LEON EPHROSS AND SELMA EPHROSS, HIS WIFE, APPELLANTS,
v.
SOLEBURY TOWNSHIP ZONING HEARING BOARD, APPELLEE



Appeal from the Order of the Court of Common Pleas of Bucks County in case of Leon Ephross and Selma Ephross, h/w v. Solebury Township Zoning Hearing Board, No. 74-3460-08-6.

COUNSEL

Ian A. Abarbanel, with him Bruce K. Doman, and Weber and Abarbanel, for appellants.

Carl L. Lindsay, Jr., for appellee.

Judges Crumlish, Jr., Mencer and Rogers, sitting as a panel of three. Opinion by Judge Mencer. Judge Kramer did not participate in the decision in this case.

Author: Mencer

[ 25 Pa. Commw.
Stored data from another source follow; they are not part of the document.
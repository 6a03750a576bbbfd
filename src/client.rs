//! Client role: one connection, one echo exchange.

use tokio::io::{AsyncRead, AsyncWrite};
use tracing::info;

use crate::config::{Config, EndpointConfig};
use crate::endpoint::SecureEndpoint;
use crate::mtls::{PeerPolicy, Role, TrustContext};
use crate::{Result, session};

/// mTLS echo client
pub struct Client {
    endpoint: EndpointConfig,
    context: TrustContext,
    policy: PeerPolicy,
}

impl Client {
    /// Build the trust context and policy.  No connection is made yet.
    ///
    /// # Errors
    ///
    /// `Error::Config` or `Error::CertLoad` from context construction.
    pub fn new(config: Config) -> Result<Self> {
        let context = config.context_builder(Role::Client)?.build()?;
        let policy = config.peer_policy(&context);
        Ok(Self {
            endpoint: config.endpoint,
            context,
            policy,
        })
    }

    /// Connect, authenticate the server, send `message` and return the
    /// verified echo.  The connection is closed before returning.
    ///
    /// # Errors
    ///
    /// `Transport` if the server is unreachable, `HandshakeFailed`,
    /// `ChainVerificationFailed` or `IdentityMismatch` if the server is not
    /// trusted, `Protocol` if the echo is wrong.
    pub async fn send(&self, message: &[u8]) -> Result<Vec<u8>> {
        let mut endpoint = SecureEndpoint::connect(&self.endpoint, self.context.clone()).await?;
        let result = exchange(&mut endpoint, &self.policy, message).await;
        endpoint.close().await;
        result
    }
}

/// Handshake, check `policy`, run one echo exchange.  Does not close.
///
/// # Errors
///
/// Same as [`Client::send`].
pub async fn exchange<IO>(
    endpoint: &mut SecureEndpoint<IO>,
    policy: &PeerPolicy,
    message: &[u8],
) -> Result<Vec<u8>>
where
    IO: AsyncRead + AsyncWrite + Unpin,
{
    endpoint.handshake().await?;
    let identity = endpoint.peer_identity()?;
    policy.enforce(identity)?;
    info!(server = %identity.display_name, "server trusted");

    session::initiate(endpoint, message).await
}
Page 141]

This is an appeal from an order of the Court of Common Pleas of Bucks County affirming the decision of the Solebury Township Zoning Hearing Board (Board) which denied the variance application of Leon Ephross and Selma Ephross (appellants).

[ 25 Pa. Commw. Page 142]

In 1966, the owner of the Honey Hollow Village development received the township's approval for the subdivision of its land. At that time, and presently, the township's zoning ordinance mandated one-acre plots for the R-1 residential district in which the development is located. Nevertheless, the land was divided into 22 numbered lots, each containing an acre or more,*fn1 and two unnumbered lots, each containing less than an acre.*fn2 In January of 1972, appellants purchased the development, including the numbered and unnumbered lots. At the time of purchase, appellants, who have extensive experience as builders and developers, were familiar with the boundaries of the subdivision plan and the zoning restrictions of the township.

In November of 1973, appellants applied for a variance for the construction of a one-family residence on the larger of the two unnumbered and undersized tracts. After a hearing, the Board, in a well-written and thorough opinion, denied that request because of appellants' alleged failure to prove any legal hardship and because any hardship, even if proved, would have been self-inflicted. On appeal, the trial court, after receiving some additional evidence, affirmed the Board by a well-reasoned opinion which included extensive findings of fact.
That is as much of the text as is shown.